For now, I am thankful for openness of spirit and knowing that we too are part of this miracle of the mystery that is St. Catherine's

Posted by Jan Therien


There is a rich silence to the desert that seems to me like the music of God. These ragged peaks rise out of nothingness to break the horizon, row after row. Closer, these rocks, with levels of subtle color-red, yellow, orange, beige, black, wine, and beige in turn, layers and shapes in a cacophony of loneliness, with the craggy personality of windblown holes and formations, each unique, delicate and lacy. Every moment, with sunlight's difference, it all transforms again, changing color and texture. These rocks do indeed cry out.

Looking carefully, there are other muted songs here: tiniest white flowers growing out of sand; volcano black basalt scattered like manna; camel bones bleached and fading; the Bedouin camel driver kneels in prayer as we lay claim to pallets on the sloping sand.

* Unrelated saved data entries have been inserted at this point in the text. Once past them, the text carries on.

//! Products and their rating summary.

use chrono::{DateTime, Utc};
use rust_decimal::Decimal;
use serde::{Deserialize, Serialize};

use emporium_core::{CategoryId, ProductId};

#[derive(Debug, Clone, Serialize, Deserialize, sqlx::FromRow)]
pub struct Product {
    pub id: ProductId,
    pub category_id: CategoryId,
    pub name: String,
    pub slug: String,
    pub sku: String,
    pub description: String,
    pub price: Decimal,
    /// Previous price shown struck through; only meaningful when above `price`.
    pub compare_at_price: Option<Decimal>,
    pub stock_quantity: i32,
    pub low_stock_threshold: i32,
    pub image_url: Option<String>,
    pub is_active: bool,
    pub created_at: DateTime<Utc>,
    pub updated_at: DateTime<Utc>,
}

impl Product {
    #[must_use]
    pub const fn is_in_stock(&self) -> bool {
        self.stock_quantity > 0
    }

    /// At or below the low-stock threshold, including sold out.
    #[must_use]
    pub const fn is_low_stock(&self) -> bool {
        self.stock_quantity <= self.low_stock_threshold
    }

    /// Active and enough stock for `quantity` units.
    #[must_use]
    pub const fn can_fulfil(&self, quantity: i32) -> bool {
        self.is_active && quantity > 0 && self.stock_quantity >= quantity
    }

    /// Whole-percent discount against `compare_at_price`, if any.
    #[must_use]
    pub fn discount_percent(&self) -> Option<Decimal> {
        let compare = self.compare_at_price?;
        if compare <= self.price || compare.is_zero() {
            return None;
        }
        Some(((compare - self.price) / compare * Decimal::ONE_HUNDRED).round())
    }
}

/// Aggregate over approved reviews.
#[derive(Debug, Clone, Default, PartialEq, Eq, Serialize, Deserialize, sqlx::FromRow)]
pub struct RatingSummary {
    /// Mean rating to one decimal place; `None` without reviews.
    pub average: Option<Decimal>,
    pub count: i64,
}

/// A product as returned by the API.
#[derive(Debug, Clone, Serialize, Deserialize)]
pub struct ProductView {
    #[serde(flatten)]
    pub product: Product,
    pub in_stock: bool,
    pub low_stock: bool,
    pub discount_percent: Option<Decimal>,
    pub rating: RatingSummary,
}

impl ProductView {
    #[must_use]
    pub fn new(product: Product, rating: RatingSummary) -> Self {
        Self {
            in_stock: product.is_in_stock(),
            low_stock: product.is_low_stock(),
            discount_percent: product.discount_percent(),
            product,
            rating,
        }
    }
}

/// Sort orders accepted by product listing and search.
#[derive(Debug, Clone, Copy, Default, PartialEq, Eq, Deserialize)]
#[serde(rename_all = "snake_case")]
pub enum ProductSort {
    /// Name matches first; falls back to newest without a text query.
    Relevance,
    #[default]
    Newest,
    PriceAsc,
    PriceDesc,
    Name,
    Rating,
}

impl ProductSort {
    /// SQL `ORDER BY` clause. Assumes `p` aliases `products` and `r` the rating join.
    #[must_use]
    pub const fn order_by(self) -> &'static str {
        match self {
            Self::Relevance | Self::Newest => "p.created_at DESC, p.id",
            Self::PriceAsc => "p.price ASC, p.id",
            Self::PriceDesc => "p.price DESC, p.id",
            Self::Name => "p.name ASC, p.id",
            Self::Rating => "r.average DESC NULLS LAST, p.id",
        }
    }
}

#[cfg(test)]
#[allow(clippy::unwrap_used)]
pub(crate) mod tests {
    use super::*;

    pub(crate) fn dec(s: &str) -> Decimal {
        s.parse().unwrap()
    }

    pub(crate) fn product(price: &str, stock: i32) -> Product {
        Product {
            id: ProductId::generate(),
            category_id: CategoryId::generate(),
            name: "Espresso Machine".to_string(),
            slug: "espresso-machine".to_string(),
            sku: "ESP-001".to_string(),
            description: String::new(),
            price: dec(price),
            compare_at_price: None,
            stock_quantity: stock,
            low_stock_threshold: 5,
            image_url: None,
            is_active: true,
            created_at: Utc::now(),
            updated_at: Utc::now(),
        }
    }

    #[test]
    fn test_stock_flags() {
        assert!(!product("10", 0).is_in_stock());
        assert!(product("10", 0).is_low_stock());
        assert!(product("10", 5).is_low_stock());
        assert!(!product("10", 6).is_low_stock());
    }

    #[test]
    fn test_can_fulfil() {
        let mut p = product("10", 3);
        assert!(p.can_fulfil(3));
        assert!(!p.can_fulfil(4));
        assert!(!p.can_fulfil(0));
        p.is_active = false;
        assert!(!p.can_fulfil(1));
    }

    #[test]
    fn test_discount_percent() {
        let mut p = product("75.00", 1);
        assert_eq!(p.discount_percent(), None);
        p.compare_at_price = Some(dec("100.00"));
        assert_eq!(p.discount_percent(), Some(dec("25")));
        p.compare_at_price = Some(dec("50.00"));
        assert_eq!(p.discount_percent(), None);
    }
}
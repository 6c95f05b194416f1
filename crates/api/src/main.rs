//! Emporium API - JSON commerce backend.
//!
//! Serves the `/api` routes on port 3000 by default.
//!
//! # Architecture
//!
//! - Axum handlers over service structs borrowing `AppState`
//! - `PostgreSQL` through sqlx, multi-row writes in one transaction
//! - moka cache for catalog reads
//! - SMTP email via lettre with askama bodies
//! - Pluggable payment gateway (HTTP or sandbox)

#![cfg_attr(not(test), forbid(unsafe_code))]

use std::net::SocketAddr;

use emporium_api::config::ApiConfig;
use emporium_api::state::AppState;
use emporium_api::{app, db};
use sentry::integrations::tracing as sentry_tracing;
use tracing_subscriber::{layer::SubscriberExt, util::SubscriberInitExt};

/// Initialize Sentry error tracking and return guard that must be kept alive.
fn init_sentry(config: &ApiConfig) -> Option<sentry::ClientInitGuard> {
    let dsn = config.sentry_dsn.as_ref()?;

    let guard = sentry::init((
        dsn.as_str(),
        sentry::ClientOptions {
            release: sentry::release_name!(),
            environment: config
                .sentry_environment
                .clone()
                .map(std::borrow::Cow::Owned),
            attach_stacktrace: true,
            ..Default::default()
        },
    ));

    tracing::info!("Sentry initialized");
    Some(guard)
}

/// Filter tracing events to Sentry event types.
fn sentry_event_filter(metadata: &tracing::Metadata<'_>) -> sentry_tracing::EventFilter {
    match *metadata.level() {
        tracing::Level::ERROR | tracing::Level::WARN => sentry_tracing::EventFilter::Event,
        tracing::Level::INFO | tracing::Level::DEBUG => sentry_tracing::EventFilter::Breadcrumb,
        _ => sentry_tracing::EventFilter::Ignore,
    }
}

#[tokio::main]
#[allow(clippy::expect_used)]
async fn main() {
    let _ = dotenvy::dotenv();
    let config = ApiConfig::from_env().expect("Failed to load configuration");

    // Sentry before the subscriber so the tracing layer has a client
    let _sentry_guard = init_sentry(&config);

    let env_filter = tracing_subscriber::EnvFilter::try_from_default_env()
        .unwrap_or_else(|_| "emporium_api=info,tower_http=debug".into());

    tracing_subscriber::registry()
        .with(env_filter)
        .with(tracing_subscriber::fmt::layer())
        .with(sentry_tracing::layer().event_filter(sentry_event_filter))
        .init();

    let pool = db::create_pool(&config.database_url)
        .await
        .expect("Failed to create database pool");
    tracing::info!("Database pool created");

    // Migrations are not run on startup: `emporium migrate`
    let addr = config.socket_addr();
    let state = AppState::new(config, pool).expect("Failed to initialize application state");

    let listener = tokio::net::TcpListener::bind(addr)
        .await
        .expect("Failed to bind to address");
    tracing::info!("emporium-api listening on {}", addr);

    axum::serve(
        listener,
        app(state).into_make_service_with_connect_info::<SocketAddr>(),
    )
    .with_graceful_shutdown(shutdown_signal())
    .await
    .expect("Server error");
}

/// Wait for shutdown signal (Ctrl+C or SIGTERM).
#[allow(clippy::expect_used)]
async fn shutdown_signal() {
    let ctrl_c = async {
        tokio::signal::ctrl_c()
            .await
            .expect("Failed to install Ctrl+C handler");
    };

    #[cfg(unix)]
    let terminate = async {
        tokio::signal::unix::signal(tokio::signal::unix::SignalKind::terminate())
            .expect("Failed to install signal handler")
            .recv()
            .await;
    };

    #[cfg(not(unix))]
    let terminate = std::future::pending::<()>();

    tokio::select! {
        () = ctrl_c => {},
        () = terminate => {},
    }

    tracing::info!("Shutdown signal received, starting graceful shutdown");
}
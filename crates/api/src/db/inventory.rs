//! Inventory movement ledger.

use uuid::Uuid;

use emporium_core::{MovementType, PageRequest, ProductId};

use super::{PgExecutor, RepositoryError};
use crate::models::InventoryMovement;

const MOVEMENT_COLUMNS: &str =
    "id, product_id, movement_type, quantity_change, quantity_after, reason, reference_id, created_at";

/// A ledger entry to append.
#[derive(Debug, Clone)]
pub struct NewMovement<'a> {
    pub product_id: ProductId,
    pub movement_type: MovementType,
    pub quantity_change: i32,
    pub quantity_after: i32,
    pub reason: Option<&'a str>,
    pub reference_id: Option<Uuid>,
}

/// # Errors
///
/// Returns `RepositoryError::Database` if the query fails.
pub async fn record(
    db: impl PgExecutor<'_>,
    movement: &NewMovement<'_>,
) -> Result<InventoryMovement, RepositoryError> {
    let row = sqlx::query_as::<_, InventoryMovement>(&format!(
        "INSERT INTO inventory_movements (id, product_id, movement_type, quantity_change, \
             quantity_after, reason, reference_id) \
         VALUES ($1, $2, $3, $4, $5, $6, $7) RETURNING {MOVEMENT_COLUMNS}"
    ))
    .bind(Uuid::new_v4())
    .bind(movement.product_id)
    .bind(movement.movement_type)
    .bind(movement.quantity_change)
    .bind(movement.quantity_after)
    .bind(movement.reason)
    .bind(movement.reference_id)
    .fetch_one(db)
    .await?;
    Ok(row)
}

/// Movements of one product, newest first.
///
/// # Errors
///
/// Returns `RepositoryError::Database` if the query fails.
pub async fn history<'c, E>(
    db: E,
    product_id: ProductId,
    page: PageRequest,
) -> Result<(Vec<InventoryMovement>, i64), RepositoryError>
where
    E: PgExecutor<'c> + Copy,
{
    let total = sqlx::query_scalar::<_, i64>(
        "SELECT COUNT(*) FROM inventory_movements WHERE product_id = $1",
    )
    .bind(product_id)
    .fetch_one(db)
    .await?;
    let rows = sqlx::query_as::<_, InventoryMovement>(&format!(
        "SELECT {MOVEMENT_COLUMNS} FROM inventory_movements WHERE product_id = $1 \
         ORDER BY created_at DESC, id LIMIT $2 OFFSET $3"
    ))
    .bind(product_id)
    .bind(page.limit())
    .bind(page.offset())
    .fetch_all(db)
    .await?;
    Ok((rows, total))
}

And then there are the stars,, whose silent praise is a ravishing gift that steals sleep, the shining of heavenly lights, brilliant, even at the moon bowl's rise, that lifts our eyes and calls out “Glory!”

When our voices still from our own small stories, then we will hear the songs of the desert. These are songs of greatness, survival, beauty, and a love that creates and recreates out of nothing, out of chaos, out of what keeps us separated from its power. This is the music of God, uncluttered, revealed, the deep and wide silence that rolls over our hearts, minds and bodies when we willingly come out to listen.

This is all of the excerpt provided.